Saved entries:

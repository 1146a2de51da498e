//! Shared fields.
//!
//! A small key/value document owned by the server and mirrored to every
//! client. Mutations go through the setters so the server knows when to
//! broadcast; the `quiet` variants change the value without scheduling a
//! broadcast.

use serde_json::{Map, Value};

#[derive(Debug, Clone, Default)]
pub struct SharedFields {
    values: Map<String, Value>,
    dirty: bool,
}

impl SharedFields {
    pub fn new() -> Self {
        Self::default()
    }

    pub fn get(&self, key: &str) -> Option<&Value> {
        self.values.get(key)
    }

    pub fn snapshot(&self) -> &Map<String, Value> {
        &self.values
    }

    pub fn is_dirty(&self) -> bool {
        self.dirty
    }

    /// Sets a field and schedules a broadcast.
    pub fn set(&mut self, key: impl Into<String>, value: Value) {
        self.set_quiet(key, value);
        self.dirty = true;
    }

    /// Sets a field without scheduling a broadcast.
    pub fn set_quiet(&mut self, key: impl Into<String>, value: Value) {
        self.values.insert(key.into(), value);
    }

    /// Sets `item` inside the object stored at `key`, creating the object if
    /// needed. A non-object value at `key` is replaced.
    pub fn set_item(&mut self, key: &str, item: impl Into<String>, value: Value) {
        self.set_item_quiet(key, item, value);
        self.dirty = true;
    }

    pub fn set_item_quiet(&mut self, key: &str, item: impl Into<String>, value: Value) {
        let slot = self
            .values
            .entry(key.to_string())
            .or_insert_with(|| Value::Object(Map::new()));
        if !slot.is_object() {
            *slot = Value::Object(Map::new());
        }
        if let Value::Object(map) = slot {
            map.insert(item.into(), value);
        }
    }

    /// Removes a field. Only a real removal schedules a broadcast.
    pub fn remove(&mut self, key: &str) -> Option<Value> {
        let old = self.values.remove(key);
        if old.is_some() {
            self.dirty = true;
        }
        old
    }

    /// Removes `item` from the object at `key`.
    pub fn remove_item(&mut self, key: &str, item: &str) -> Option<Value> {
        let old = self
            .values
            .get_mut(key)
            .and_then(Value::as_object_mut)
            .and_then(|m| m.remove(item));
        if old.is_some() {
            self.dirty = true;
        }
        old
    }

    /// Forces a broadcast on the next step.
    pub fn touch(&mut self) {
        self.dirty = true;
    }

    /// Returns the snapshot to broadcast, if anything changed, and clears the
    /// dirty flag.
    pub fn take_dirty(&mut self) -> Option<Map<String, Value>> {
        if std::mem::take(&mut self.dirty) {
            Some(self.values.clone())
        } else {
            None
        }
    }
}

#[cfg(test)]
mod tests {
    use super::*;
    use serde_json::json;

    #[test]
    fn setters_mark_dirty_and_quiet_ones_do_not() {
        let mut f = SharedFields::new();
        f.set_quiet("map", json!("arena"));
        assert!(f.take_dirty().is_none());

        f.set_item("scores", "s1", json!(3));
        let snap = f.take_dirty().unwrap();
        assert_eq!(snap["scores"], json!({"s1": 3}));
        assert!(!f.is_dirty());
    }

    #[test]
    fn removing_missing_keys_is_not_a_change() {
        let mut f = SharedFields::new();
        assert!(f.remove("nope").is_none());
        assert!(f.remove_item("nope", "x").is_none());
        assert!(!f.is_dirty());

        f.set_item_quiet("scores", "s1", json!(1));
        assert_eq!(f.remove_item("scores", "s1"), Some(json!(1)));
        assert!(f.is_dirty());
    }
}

==

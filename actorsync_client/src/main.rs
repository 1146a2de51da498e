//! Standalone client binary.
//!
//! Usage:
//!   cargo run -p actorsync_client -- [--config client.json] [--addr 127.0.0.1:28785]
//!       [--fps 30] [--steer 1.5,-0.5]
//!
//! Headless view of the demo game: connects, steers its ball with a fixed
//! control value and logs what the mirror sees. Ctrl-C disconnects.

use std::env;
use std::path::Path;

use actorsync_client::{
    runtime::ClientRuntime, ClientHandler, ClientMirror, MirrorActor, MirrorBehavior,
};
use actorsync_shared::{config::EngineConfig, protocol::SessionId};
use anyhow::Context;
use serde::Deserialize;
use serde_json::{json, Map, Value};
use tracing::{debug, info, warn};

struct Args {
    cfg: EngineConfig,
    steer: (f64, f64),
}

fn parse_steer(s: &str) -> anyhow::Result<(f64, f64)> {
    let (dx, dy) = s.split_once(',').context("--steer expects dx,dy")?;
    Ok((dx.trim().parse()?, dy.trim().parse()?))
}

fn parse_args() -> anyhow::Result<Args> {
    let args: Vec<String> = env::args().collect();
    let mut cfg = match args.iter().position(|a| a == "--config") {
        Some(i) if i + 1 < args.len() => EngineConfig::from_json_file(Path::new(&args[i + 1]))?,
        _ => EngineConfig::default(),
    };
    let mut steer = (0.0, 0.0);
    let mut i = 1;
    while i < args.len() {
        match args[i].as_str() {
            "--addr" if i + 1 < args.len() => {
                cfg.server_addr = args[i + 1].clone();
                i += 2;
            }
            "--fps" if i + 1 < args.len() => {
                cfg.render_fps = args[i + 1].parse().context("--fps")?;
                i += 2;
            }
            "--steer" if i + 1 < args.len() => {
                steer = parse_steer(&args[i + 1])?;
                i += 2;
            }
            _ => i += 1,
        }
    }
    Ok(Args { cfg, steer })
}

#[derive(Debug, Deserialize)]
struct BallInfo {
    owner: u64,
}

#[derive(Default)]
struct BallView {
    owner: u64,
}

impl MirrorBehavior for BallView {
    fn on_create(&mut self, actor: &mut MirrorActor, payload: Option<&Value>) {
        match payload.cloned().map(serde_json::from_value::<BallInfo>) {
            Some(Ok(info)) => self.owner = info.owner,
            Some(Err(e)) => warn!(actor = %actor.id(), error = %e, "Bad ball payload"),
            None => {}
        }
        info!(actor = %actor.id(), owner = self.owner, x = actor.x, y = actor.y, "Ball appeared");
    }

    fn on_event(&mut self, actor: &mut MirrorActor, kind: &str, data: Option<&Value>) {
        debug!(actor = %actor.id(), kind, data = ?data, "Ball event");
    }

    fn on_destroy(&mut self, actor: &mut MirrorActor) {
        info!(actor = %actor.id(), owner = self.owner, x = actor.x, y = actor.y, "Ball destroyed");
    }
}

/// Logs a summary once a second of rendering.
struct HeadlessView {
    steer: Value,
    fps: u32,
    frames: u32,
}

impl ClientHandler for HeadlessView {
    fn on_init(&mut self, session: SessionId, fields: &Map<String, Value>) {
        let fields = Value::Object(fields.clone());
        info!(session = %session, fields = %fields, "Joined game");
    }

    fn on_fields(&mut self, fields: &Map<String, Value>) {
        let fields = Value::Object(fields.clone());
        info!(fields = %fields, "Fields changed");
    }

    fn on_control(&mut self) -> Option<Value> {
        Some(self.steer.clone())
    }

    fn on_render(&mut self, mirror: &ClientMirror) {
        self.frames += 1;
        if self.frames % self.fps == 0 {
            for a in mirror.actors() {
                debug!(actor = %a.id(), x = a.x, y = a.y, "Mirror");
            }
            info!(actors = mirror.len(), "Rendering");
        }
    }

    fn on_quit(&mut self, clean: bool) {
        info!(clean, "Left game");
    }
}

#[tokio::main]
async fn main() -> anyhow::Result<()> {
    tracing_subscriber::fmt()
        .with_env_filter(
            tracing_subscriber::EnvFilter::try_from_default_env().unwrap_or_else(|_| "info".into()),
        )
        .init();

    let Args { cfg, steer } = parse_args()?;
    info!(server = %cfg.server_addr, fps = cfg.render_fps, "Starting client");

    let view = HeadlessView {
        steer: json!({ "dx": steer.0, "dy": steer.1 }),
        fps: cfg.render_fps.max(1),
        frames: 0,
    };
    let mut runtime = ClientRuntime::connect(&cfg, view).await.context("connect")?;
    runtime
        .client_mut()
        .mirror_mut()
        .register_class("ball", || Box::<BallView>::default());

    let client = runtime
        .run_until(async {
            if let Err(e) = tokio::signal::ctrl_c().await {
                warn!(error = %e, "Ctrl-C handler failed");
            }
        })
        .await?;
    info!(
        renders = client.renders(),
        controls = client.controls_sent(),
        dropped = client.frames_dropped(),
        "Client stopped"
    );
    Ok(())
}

◆ Exercise goal:
Look through the data above for the word "without". Report each line where it occurs.

◆ Answer box:
//! broadcast; the `quiet` variants change the value without scheduling a
    /// Sets a field without scheduling a broadcast.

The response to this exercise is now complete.